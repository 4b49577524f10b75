use crate::{
    api::handlers::auth::{
        SuperUserOutcome, hash_password, upsert_super_user,
        utils::{normalize_email, valid_email},
    },
    db,
};
use anyhow::{Result, anyhow};
use secrecy::{ExposeSecret, SecretString};
use tracing::info;

#[derive(Debug)]
pub struct Args {
    pub dsn: String,
    pub email: String,
    pub password: Option<SecretString>,
}

/// Create the account if needed and grant it elevated privileges.
/// # Errors
/// Returns an error if the email is invalid, hashing fails or the database write fails.
pub async fn execute(args: Args) -> Result<()> {
    let email = normalize_email(&args.email);
    if !valid_email(&email) {
        return Err(anyhow!("invalid email: {}", args.email));
    }

    let password_hash = match args.password {
        Some(password) => Some(
            tokio::task::spawn_blocking(move || hash_password(password.expose_secret()))
                .await??,
        ),
        None => None,
    };

    let pool = db::connect(&args.dsn).await?;
    let outcome = upsert_super_user(&pool, &email, password_hash.as_deref()).await;
    pool.close().await;

    match outcome? {
        SuperUserOutcome::Created(id) => info!("Created super user {email} (id {id})"),
        SuperUserOutcome::Promoted(id) => info!("Promoted {email} (id {id}) to super user"),
    }
    Ok(())
}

#### EXERCISE DIRECTIONS
Report the lines above that have the word "Result" in them.

#### EXERCISE OUTPUT
use anyhow::{Result, anyhow};
pub async fn execute(args: Args) -> Result<()> {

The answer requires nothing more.